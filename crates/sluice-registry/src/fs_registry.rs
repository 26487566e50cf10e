use std::path::{Path, PathBuf};

use async_trait::async_trait;
use tokio::fs;
use tracing::{debug, info, warn};

use crate::error::RegistryError;
use crate::manifest::CapabilityManifest;
use crate::registry::{CapabilityRegistry, InstalledCapability};

const MANIFEST_FILE: &str = "capability.json";
const STAGING_SUFFIX: &str = ".partial";

/// Directories an install is still being copied into.
fn is_staging(dir_name: &str) -> bool {
  dir_name.starts_with('.')
}

/// Filesystem-based capability registry.
///
/// Capabilities are stored in a directory structure:
/// ```text
/// {root}/
/// └── vendor--model-X--1.0/
///     ├── capability.json
///     └── ... (weights, plugin files, binaries)
/// ```
pub struct FsCapabilityRegistry {
  root: PathBuf,
}

impl FsCapabilityRegistry {
  /// Create a new filesystem registry at the given root path.
  pub fn new(root: impl Into<PathBuf>) -> Self {
    Self { root: root.into() }
  }

  /// Get the root directory of the registry.
  pub fn root(&self) -> &Path {
    &self.root
  }

  /// Read the manifest from a capability directory.
  async fn read_manifest(&self, dir: &Path) -> Result<CapabilityManifest, RegistryError> {
    let content = fs::read_to_string(dir.join(MANIFEST_FILE)).await?;
    let manifest: CapabilityManifest = serde_json::from_str(&content)?;
    Ok(manifest)
  }

  async fn load_capability(&self, location: PathBuf) -> Result<InstalledCapability, RegistryError> {
    let manifest = self.read_manifest(&location).await?;
    Ok(InstalledCapability { manifest, location })
  }

  /// All installed versions of `name`.
  async fn versions_of(&self, name: &str) -> Result<Vec<InstalledCapability>, RegistryError> {
    let mut matching = Vec::new();
    let mut entries = fs::read_dir(&self.root).await?;

    while let Some(entry) = entries.next_entry().await? {
      let path = entry.path();
      if !path.is_dir() {
        continue;
      }

      let dir_name = match path.file_name().and_then(|n| n.to_str()) {
        Some(n) if !is_staging(n) => n,
        _ => continue,
      };

      if let Some((parsed_name, _)) = sluice_config::parse_dir_name(dir_name)
        && parsed_name == name
      {
        matching.push(self.load_capability(path).await?);
      }
    }

    Ok(matching)
  }
}

#[async_trait]
impl CapabilityRegistry for FsCapabilityRegistry {
  async fn get(
    &self,
    name: &str,
    version: Option<&str>,
  ) -> Result<Option<InstalledCapability>, RegistryError> {
    if !self.root.exists() {
      return Ok(None);
    }

    if let Some(v) = version {
      let dir = self.root.join(sluice_config::dir_name(name, v));
      if !dir.join(MANIFEST_FILE).is_file() {
        return Ok(None);
      }
      return self.load_capability(dir).await.map(Some);
    }

    // Latest version (simple string sort)
    let mut versions = self.versions_of(name).await?;
    versions.sort_by(|a, b| b.manifest.version.cmp(&a.manifest.version));
    Ok(versions.into_iter().next())
  }

  async fn install(&self, package_path: &Path) -> Result<InstalledCapability, RegistryError> {
    let manifest = self.read_manifest(package_path).await?;
    let target_dir = self.root.join(manifest.dir_name());

    if target_dir.exists() {
      return Err(RegistryError::AlreadyExists {
        name: manifest.name.clone(),
        version: manifest.version.clone(),
      });
    }

    // Copy beside the target and rename into place, so an interrupted
    // copy is never mistaken for an installed capability.
    let staging_dir = self
      .root
      .join(format!(".{}{STAGING_SUFFIX}", manifest.dir_name()));
    if staging_dir.exists() {
      fs::remove_dir_all(&staging_dir).await?;
    }

    debug!(
      package = %package_path.display(),
      target = %target_dir.display(),
      "copying capability package"
    );
    if let Err(e) = copy_dir_recursive(package_path, &staging_dir).await {
      if let Err(cleanup) = fs::remove_dir_all(&staging_dir).await {
        warn!(staging = %staging_dir.display(), error = %cleanup, "staging_cleanup_failed");
      }
      return Err(e.into());
    }
    fs::rename(&staging_dir, &target_dir).await?;

    info!(
      name = %manifest.name,
      version = %manifest.version,
      "capability_installed"
    );
    self.load_capability(target_dir).await
  }

  async fn list(&self) -> Result<Vec<CapabilityManifest>, RegistryError> {
    let mut manifests = Vec::new();

    if !self.root.exists() {
      return Ok(manifests);
    }

    let mut entries = fs::read_dir(&self.root).await?;
    while let Some(entry) = entries.next_entry().await? {
      let path = entry.path();
      let staging = entry.file_name().to_str().is_none_or(is_staging);
      if path.is_dir()
        && !staging
        && let Ok(manifest) = self.read_manifest(&path).await
      {
        manifests.push(manifest);
      }
    }

    manifests.sort_by(|a, b| (&a.name, &a.version).cmp(&(&b.name, &b.version)));
    Ok(manifests)
  }

  async fn remove(&self, name: &str, version: &str) -> Result<(), RegistryError> {
    match self.get(name, Some(version)).await? {
      Some(c) => {
        fs::remove_dir_all(&c.location).await?;
        Ok(())
      }
      None => Err(RegistryError::VersionNotFound {
        name: name.to_string(),
        version: version.to_string(),
      }),
    }
  }
}

/// Recursively copy a directory.
async fn copy_dir_recursive(src: &Path, dest: &Path) -> Result<(), std::io::Error> {
  fs::create_dir_all(dest).await?;

  let mut entries = fs::read_dir(src).await?;
  while let Some(entry) = entries.next_entry().await? {
    let src_path = entry.path();
    let dest_path = dest.join(entry.file_name());

    if src_path.is_dir() {
      Box::pin(copy_dir_recursive(&src_path, &dest_path)).await?;
    } else {
      fs::copy(&src_path, &dest_path).await?;
    }
  }

  Ok(())
}
use thiserror::Error;

/// Errors raised while loading or validating the engine configuration.
#[derive(Debug, Error)]
pub enum ConfigError {
  #[error("failed to read config file: {0}")]
  Io(#[from] std::io::Error),

  #[error("invalid config: {0}")]
  Parse(#[from] serde_json::Error),

  /// A tier (or one of its per-kind overrides) names a strategy that is not defined.
  #[error("tier '{tier}' references unknown strategy '{strategy}'")]
  UnknownStrategy { tier: String, strategy: String },

  /// `degrade_to` names a tier that is not defined.
  #[error("tier '{tier}' degrades to unknown tier '{target}'")]
  UnknownDegradeTarget { tier: String, target: String },

  /// Following `degrade_to` links returns to a tier already visited.
  #[error("degrade chain starting at tier '{tier}' loops")]
  DegradeLoop { tier: String },

  #[error("strategy '{strategy}' must have a non-empty command")]
  EmptyCommand { strategy: String },

  #[error("strategy '{strategy}' must have a capacity of at least 1")]
  ZeroCapacity { strategy: String },
}
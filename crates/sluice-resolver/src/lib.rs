//! Sluice Resolver
//!
//! Gates a packet on its declared capabilities before any execution unit is
//! launched. Every requirement must be present in the capability registry;
//! a missing one may be installed from a provider, at most once per
//! `(name, version)` for the life of the process.

mod error;
mod resolver;

pub use error::{DependencyError, MissingCapability};
pub use resolver::{DependencyResolver, ResolvedCapabilities, StandardResolver};
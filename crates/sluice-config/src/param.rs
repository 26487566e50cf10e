use serde::{Deserialize, Serialize};

/// Value type of a manifest parameter or a graph input.
#[derive(Debug, Clone, Copy, PartialEq, Eq, Hash, Serialize, Deserialize)]
#[serde(rename_all = "lowercase")]
pub enum ParamType {
  String,
  Integer,
  Number,
  Boolean,
  Array,
  Object,
}

impl ParamType {
  /// The type an authored literal carries. `null` has no type.
  pub fn of_value(value: &serde_json::Value) -> Option<Self> {
    match value {
      serde_json::Value::Null => None,
      serde_json::Value::Bool(_) => Some(ParamType::Boolean),
      serde_json::Value::Number(n) if n.is_i64() || n.is_u64() => Some(ParamType::Integer),
      serde_json::Value::Number(_) => Some(ParamType::Number),
      serde_json::Value::String(_) => Some(ParamType::String),
      serde_json::Value::Array(_) => Some(ParamType::Array),
      serde_json::Value::Object(_) => Some(ParamType::Object),
    }
  }

  /// Whether a supplied value is acceptable for this type.
  ///
  /// No coercion happens: `"42"` is not an integer.
  pub fn accepts(&self, value: &serde_json::Value) -> bool {
    match (self, value) {
      (ParamType::String, serde_json::Value::String(_)) => true,
      (ParamType::Integer, serde_json::Value::Number(n)) => n.is_i64() || n.is_u64(),
      (ParamType::Number, serde_json::Value::Number(_)) => true,
      (ParamType::Boolean, serde_json::Value::Bool(_)) => true,
      (ParamType::Array, serde_json::Value::Array(_)) => true,
      (ParamType::Object, serde_json::Value::Object(_)) => true,
      _ => false,
    }
  }

  /// Whether values of this type may be written into an input expecting `expected`.
  ///
  /// Integers widen to numbers; nothing else widens.
  pub fn fits(&self, expected: ParamType) -> bool {
    *self == expected || (*self == ParamType::Integer && expected == ParamType::Number)
  }

  pub fn as_str(&self) -> &'static str {
    match self {
      ParamType::String => "string",
      ParamType::Integer => "integer",
      ParamType::Number => "number",
      ParamType::Boolean => "boolean",
      ParamType::Array => "array",
      ParamType::Object => "object",
    }
  }
}

impl std::fmt::Display for ParamType {
  fn fmt(&self, f: &mut std::fmt::Formatter<'_>) -> std::fmt::Result {
    f.write_str(self.as_str())
  }
}
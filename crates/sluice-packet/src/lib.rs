//! Sluice Packet
//!
//! This crate provides the "locked" packet representation for sluice.
//! A locked packet is the validated form of an authored graph plus manifest,
//! cached read-only for the life of the process.
//!
//! Key differences from the `sluice-config` definitions:
//! - Nodes live in a dense arena; id and label lookups go through indexes
//!   built once per packet version
//! - Edges are derived from `$link` inputs and checked (known targets, no cycles)
//! - Every manifest parameter is resolved to exactly one node input whose
//!   expected type is compatible with the declared parameter type
//! - Parameter application order is fixed at load time

mod error;
mod graph;
mod packet;
mod source;
mod store;

pub use error::PacketError;
pub use graph::{Edge, Graph, Node};
pub use packet::{Packet, PacketId, Parameter};
pub use source::{FsPacketSource, MemoryPacketSource, PacketSource};
pub use store::PacketStore;
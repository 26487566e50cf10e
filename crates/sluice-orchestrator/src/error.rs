use std::path::PathBuf;

use thiserror::Error;

/// Errors raised while placing a request, before anything is launched.
#[derive(Debug, Error, PartialEq, Eq)]
pub enum OrchestratorError {
  #[error("unknown quality tier: {tier}")]
  UnknownTier { tier: String },

  /// No slot is free and the capacity policy is `reject`.
  #[error("no capacity for tier '{tier}' (strategy '{strategy}')")]
  CapacityExhausted { tier: String, strategy: String },
}

/// An execution unit could not be started.
#[derive(Debug, Error)]
pub enum LaunchError {
  #[error("failed to prepare {}: {source}", path.display())]
  Prepare {
    path: PathBuf,
    #[source]
    source: std::io::Error,
  },

  #[error("failed to render {what}: {source}")]
  Template {
    what: String,
    #[source]
    source: minijinja::Error,
  },

  #[error("failed to spawn '{command}': {source}")]
  Spawn {
    command: String,
    #[source]
    source: std::io::Error,
  },

  #[error("failed to serialize {what}: {source}")]
  Serialize {
    what: String,
    #[source]
    source: serde_json::Error,
  },

  #[error("{0}")]
  Unavailable(String),
}
use std::collections::HashMap;
use std::sync::{Arc, PoisonError, RwLock};

use tracing::{debug, info, warn};

use crate::error::PacketError;
use crate::packet::{Packet, PacketId};
use crate::source::PacketSource;

/// Process-wide cache of locked packets.
///
/// A packet is validated once per `(name, version)` and then shared as an
/// immutable `Arc<Packet>`. Failed loads are not cached, so a corrected
/// packet can be loaded on the next request.
pub struct PacketStore<S: PacketSource> {
  source: S,
  cache: RwLock<HashMap<PacketId, Arc<Packet>>>,
}

impl<S: PacketSource> PacketStore<S> {
  pub fn new(source: S) -> Self {
    Self {
      source,
      cache: RwLock::new(HashMap::new()),
    }
  }

  pub fn source(&self) -> &S {
    &self.source
  }

  /// Load a packet, validating it on first use.
  pub async fn load(&self, name: &str, version: &str) -> Result<Arc<Packet>, PacketError> {
    let id = PacketId::new(name, version);
    if let Some(packet) = self.cached(&id) {
      return Ok(packet);
    }

    let (graph, manifest) =
      self
        .source
        .fetch(name, version)
        .await?
        .ok_or_else(|| PacketError::NotFound {
          name: name.to_string(),
          version: version.to_string(),
        })?;

    let declared = PacketId::new(manifest.name.clone(), manifest.version.clone());
    if declared != id {
      warn!(packet = %id, declared = %declared, "packet_identity_mismatch");
      return Err(PacketError::IdentityMismatch {
        expected: id.to_string(),
        actual: declared.to_string(),
      });
    }

    let packet = match Packet::from_defs(graph, manifest) {
      Ok(packet) => Arc::new(packet),
      Err(e) => {
        warn!(packet = %id, error = %e, "packet_rejected");
        return Err(e);
      }
    };

    let mut cache = self.cache.write().unwrap_or_else(PoisonError::into_inner);
    // Another task may have loaded the same version concurrently; keep the first.
    let packet = cache.entry(id.clone()).or_insert(packet).clone();
    info!(
      packet = %id,
      nodes = packet.graph.nodes().len(),
      parameters = packet.parameters.len(),
      "packet_loaded"
    );
    Ok(packet)
  }

  fn cached(&self, id: &PacketId) -> Option<Arc<Packet>> {
    self
      .cache
      .read()
      .unwrap_or_else(PoisonError::into_inner)
      .get(id)
      .cloned()
  }

  /// Drop one cached version so the next load re-reads it.
  pub fn invalidate(&self, name: &str, version: &str) -> bool {
    let removed = self
      .cache
      .write()
      .unwrap_or_else(PoisonError::into_inner)
      .remove(&PacketId::new(name, version))
      .is_some();
    debug!(name, version, removed, "packet_invalidated");
    removed
  }

  pub fn invalidate_all(&self) {
    self
      .cache
      .write()
      .unwrap_or_else(PoisonError::into_inner)
      .clear();
  }

  /// Number of packets currently cached.
  pub fn len(&self) -> usize {
    self
      .cache
      .read()
      .unwrap_or_else(PoisonError::into_inner)
      .len()
  }

  pub fn is_empty(&self) -> bool {
    self.len() == 0
  }
}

» WHAT IS EXPECTED: From the listing above, how many lines contain the word "defined"? Give only the number.

» EXERCISE RESULT: 2